3 Department of Obstetrics and Gynecology, FCMS, KSA

Abstract

Abstract
Objective: To evaluate the effectiveness and safety outcome of cervico-isthmic compression suture compared to lower anterior wall uterine resection in preserving fertility and minimizing blood loss in cases of anterior situated morbidly adherent placenta. 
Methods: the study was conducted at Mansoura University Hospitals, Mansoura, Egypt during October 2020 to November 2022. A total number of 74 patients with morbidly adherent placenta fulfilled the inclusion criteria and were enrolled and divided into two equal groups. GA, cervico-isthmic compression suture group and GB, lower uterine wall resection group. The main primary outcome measures were intraoperative complications, need for blood or its elements transfusion and emergent hysterectomy, while the secondary outcome measures involved the occurrence of postpartum hemorrhage (PPH) and need for ICU admission as well as neonatal outcome. 
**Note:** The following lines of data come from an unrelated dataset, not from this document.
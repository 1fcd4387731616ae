//! LLM request/response types
//!
//! Modeled on the Anthropic Messages API but provider-agnostic: one system
//! prompt, a short message history, and a plain-text reply. The engine never
//! streams and never hands the model tools; every call is a single strict
//! question with a strict JSON answer expected.

use serde::{Deserialize, Serialize};

/// A completion request - everything needed for one backend call
#[derive(Debug, Clone)]
pub struct CompletionRequest {
    /// System prompt (rendered from a Handlebars template)
    pub system_prompt: String,

    /// Conversation messages, oldest first
    pub messages: Vec<Message>,

    /// Max tokens for the reply
    pub max_tokens: u32,
}

impl CompletionRequest {
    /// Convenience constructor for the common one-question shape
    pub fn single(system_prompt: impl Into<String>, user_text: impl Into<String>, max_tokens: u32) -> Self {
        Self {
            system_prompt: system_prompt.into(),
            messages: vec![Message::user(user_text)],
            max_tokens,
        }
    }
}

/// A message in the conversation
#[derive(Debug, Clone, Serialize, Deserialize)]
pub struct Message {
    pub role: Role,
    pub content: String,
}

impl Message {
    /// Create a user message
    pub fn user(text: impl Into<String>) -> Self {
        Self {
            role: Role::User,
            content: text.into(),
        }
    }

    /// Create an assistant message
    pub fn assistant(text: impl Into<String>) -> Self {
        Self {
            role: Role::Assistant,
            content: text.into(),
        }
    }
}

/// Message role
#[derive(Debug, Clone, Copy, PartialEq, Eq, Serialize, Deserialize)]
#[serde(rename_all = "lowercase")]
pub enum Role {
    User,
    Assistant,
}

/// Response from a completion request
#[derive(Debug, Clone)]
pub struct CompletionResponse {
    /// Text content of the reply (None when the model returned nothing usable)
    pub content: Option<String>,

    /// Token accounting for observability
    pub usage: TokenUsage,
}

impl CompletionResponse {
    /// Build a plain-text response (mainly for tests)
    pub fn text(content: impl Into<String>) -> Self {
        Self {
            content: Some(content.into()),
            usage: TokenUsage::default(),
        }
    }
}

/// Token usage accounting
#[derive(Debug, Clone, Copy, Default, Serialize, Deserialize)]
pub struct TokenUsage {
    pub input_tokens: u32,
    pub output_tokens: u32,
}

impl TokenUsage {
    /// Total tokens consumed by the call
    pub fn total(&self) -> u32 {
        self.input_tokens + self.output_tokens
    }
}
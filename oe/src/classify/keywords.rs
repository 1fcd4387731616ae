//! Deterministic keyword scans for layering/removal/replacement language
//!
//! The backend is asked to extract these phrases, but the decision trees
//! depend on them, so a local scan backstops the oracle: whatever it misses
//! is merged in here before the classification reaches the engine.

/// Phrases signaling "add without removing anything"
const LAYERING_KEYWORDS: &[&str] = &[
    "layer",
    "layering",
    "layered",
    "on top of",
    "on top",
    "over it",
    "over my",
    "over the",
    "over this",
    "underneath",
    "under my",
    "under the",
    "without removing",
    "without taking",
    "keep the",
    "keep my",
    "keep everything",
    "as well",
    "also wear",
    "add another",
];

/// Phrases signaling removal
const REMOVAL_KEYWORDS: &[&str] = &[
    "remove",
    "take off",
    "take it off",
    "take that off",
    "get rid of",
    "lose the",
    "lose my",
    "ditch the",
    "ditch my",
    "drop the",
    "no more",
];

/// Phrases signaling an explicit replace/swap
const REPLACEMENT_KEYWORDS: &[&str] = &[
    "instead of",
    "instead",
    "replace",
    "replacing",
    "swap",
    "switch",
    "rather than",
    "in place of",
    "change the",
    "change my",
];

fn scan(message: &str, table: &[&'static str]) -> Vec<String> {
    let text = message.to_lowercase();
    table
        .iter()
        .filter(|kw| text.contains(*kw))
        .map(|kw| kw.to_string())
        .collect()
}

/// Layering phrases present in the message
pub fn scan_layering(message: &str) -> Vec<String> {
    scan(message, LAYERING_KEYWORDS)
}

/// Removal phrases present in the message
pub fn scan_removal(message: &str) -> Vec<String> {
    scan(message, REMOVAL_KEYWORDS)
}

/// Replace/swap phrases present in the message
pub fn scan_replacement(message: &str) -> Vec<String> {
    scan(message, REPLACEMENT_KEYWORDS)
}

#[cfg(test)]
mod tests {
    use super::*;

    #[test]
    fn test_layering_scan() {
        let hits = scan_layering("add a cardigan over it, keep my tee");
        assert!(hits.contains(&"over it".to_string()));
        assert!(hits.contains(&"keep my".to_string()));
        assert!(scan_layering("a blouse").is_empty());
    }

    #[test]
    fn test_removal_scan() {
        assert!(!scan_removal("take off my hoodie").is_empty());
        assert!(!scan_removal("get rid of the scarf").is_empty());
        assert!(scan_removal("a leather jacket").is_empty());
    }

    #[test]
    fn test_replacement_scan() {
        assert!(!scan_replacement("a parka instead of the denim jacket").is_empty());
        assert!(!scan_replacement("swap the blazer for something casual").is_empty());
        assert!(scan_replacement("a parka").is_empty());
    }

    #[test]
    fn test_scans_are_case_insensitive() {
        assert!(!scan_removal("TAKE OFF the hat").is_empty());
        assert!(!scan_layering("LAYER this").is_empty());
    }
}
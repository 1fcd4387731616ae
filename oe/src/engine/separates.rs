//! Separates decision tree
//!
//! The wearer has a plain top + bottom (or a partial outfit that reads the
//! same way). Per-zone rules, applied candidate by candidate:
//!
//! - top: layering language adds without removing, otherwise swap
//! - bottom: unconditional swap (bottoms never layer)
//! - one_piece: a suggestion, not a swap - structurally bigger change
//! - outerwear: layers by default, swaps only on explicit replace language
//! - footwear/accessories: replace same-zone items if any, else add

use crate::domain::{GarmentItem, Zone};

use super::{DecisionContext, DecisionResult, names, push_unique, swap_into_zone};

pub(crate) fn decide(ctx: &DecisionContext) -> DecisionResult {
    // A one-piece candidate restructures the outfit; never silently swap it in
    if ctx.candidates.iter().any(|c| c.zone == Zone::OnePiece) {
        let mut remove: Vec<GarmentItem> = Vec::new();
        for worn in ctx.state.zone_items(Zone::Top) {
            push_unique(&mut remove, worn.clone());
        }
        for worn in ctx.state.zone_items(Zone::Bottom) {
            push_unique(&mut remove, worn.clone());
        }
        let reasoning = format!(
            "a one-piece would replace the whole top/bottom pairing; proposing {} for approval",
            names(ctx.candidates)
        );
        return DecisionResult::suggest(ctx.candidates.to_vec(), remove, reasoning);
    }

    let mut add: Vec<GarmentItem> = Vec::new();
    let mut remove: Vec<GarmentItem> = Vec::new();
    let mut notes: Vec<String> = Vec::new();

    for candidate in ctx.candidates {
        match candidate.zone {
            Zone::Top => {
                if ctx.classification.wants_layering() {
                    push_unique(&mut add, candidate.clone());
                    notes.push(format!("layering {} over the current top", candidate.name));
                } else {
                    swap_into_zone(ctx.state, candidate, &mut add, &mut remove);
                    notes.push(format!("swapping the top for {}", candidate.name));
                }
            }
            Zone::Bottom => {
                swap_into_zone(ctx.state, candidate, &mut add, &mut remove);
                notes.push(format!("swapping the bottom for {}", candidate.name));
            }
            Zone::Outerwear => {
                if ctx.classification.wants_replacement() {
                    swap_into_zone(ctx.state, candidate, &mut add, &mut remove);
                    notes.push(format!("replacing the outer layer with {}", candidate.name));
                } else {
                    push_unique(&mut add, candidate.clone());
                    notes.push(format!("adding {} as an outer layer", candidate.name));
                }
            }
            Zone::Footwear | Zone::Accessories => {
                swap_into_zone(ctx.state, candidate, &mut add, &mut remove);
                notes.push(format!("putting on {}", candidate.name));
            }
            Zone::OnePiece => unreachable!("one_piece candidates handled above"),
        }
    }

    DecisionResult::execute(add, remove, notes.join("; "))
}
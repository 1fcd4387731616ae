//! Embedded prompt templates
//!
//! Default prompts compiled into the binary. The classifier taxonomy is
//! fixed: six request types, strict JSON out, no prose.

/// System prompt for request classification
pub const CLASSIFIER_SYSTEM: &str = r#"You are the request classifier for an outfit styling assistant.

Classify the user's styling request into exactly one of six types:

- "complete_outfit": the user describes multiple garments or asks for a whole new look
- "single_item": the user asks for one garment
- "attribute_modification": the user wants to change a property (color, fit, length) of something already worn
- "style_mood": the user describes a vibe, occasion, or aesthetic rather than garments
- "layering": the user explicitly wants to add a garment without removing anything
- "removal": the user wants to take something off

Respond with raw JSON only, no prose and no markdown fences, matching exactly:

{
  "request_type": "single_item",
  "confidence": 0.0,
  "garments": ["garment mentions, as written"],
  "colors": ["color words mentioned"],
  "brands": ["brand names mentioned"],
  "layering_keywords": ["phrases signaling add-without-removing"],
  "removal_keywords": ["phrases signaling removal"],
  "replacement_keywords": ["phrases signaling replace/swap"],
  "needs_clarification": false
}

confidence is 0.0-1.0. Set needs_clarification true when the request is too
vague to act on. Leave arrays empty rather than inventing entries."#;

/// User-message template for request classification
pub const CLASSIFIER_USER: &str = r#"{{#if history}}Conversation so far:
{{#each history}}- {{this}}
{{/each}}

{{/if}}Styling request: {{message}}"#;

/// System prompt for outfit enrichment
pub const ENRICHMENT_SYSTEM: &str = r#"You normalize garment records for an outfit styling engine.

For each input garment, fill in what can be read from its name: a concise
lowercase category (e.g. "t-shirt", "denim jacket", "maxi dress"), color
words, and a pattern if one is evident. Never drop or reorder garments.

Respond with raw JSON only, no prose and no markdown fences:

{
  "items": [
    {"name": "...", "category": "...", "colors": ["..."], "pattern": null}
  ]
}"#;

/// User-message template for outfit enrichment
pub const ENRICHMENT_USER: &str = r#"Garments currently worn:
{{#each items}}- name: "{{this.name}}"{{#if this.category}}, category: "{{this.category}}"{{/if}}
{{/each}}"#;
Results: the baseline characteristics showed no significance differences between both groups in maternal age, gravidity, parity, fetal gestational age, body mass index, number of previous vaginal or caesarean deliveries, number of previous abortions, ectopic pregnancies, preterm labor or history of gynecological operations as well as preoperative hemoglobin levels, (p>0.05). Despite the number is equal in both groups but there is a significant difference as regard the grade of accretion as grade I is found in 9 cases of GA vs 2 only in GB, whilst grade II was diagnosed in 28 cases in GA vs 35 cases in GB, (p<0.05). the mean estimated operative time showed no difference between both groups (p >0.05) but the mean estimated intraoperative blood loss and the need for packed RBCs transfusion appeared statistically significant between both groups being lower in GA compared to GB (p 0.001). Sixteen cases of GA were in need of internal iliac artery ligation (IIAL) vs 22 cases in GB, but this did not give any significance. The occurrence of postpartum hemorrhage, endometritis, need for emergent hysterectomy or ICU admission appeared similar in both groups. On the other hand, there is recorded statistical significance as regard bladder injury and mean hospital stay time being lower in GA than GB (p <0.05). The neonatal outcome demonstrated similar results in both groups with no evident of any neonatal complication or need for NICU admission. 
Conclusion: The use of cervico-isthmic compression suture appeared more effective and safer than lower uterine wall resection in cases of anteriorly located placenta accreta particularly in terms of intraoperative blood loss, blood transfusion, intraoperative bladder injuries and the postoperative hospital stay.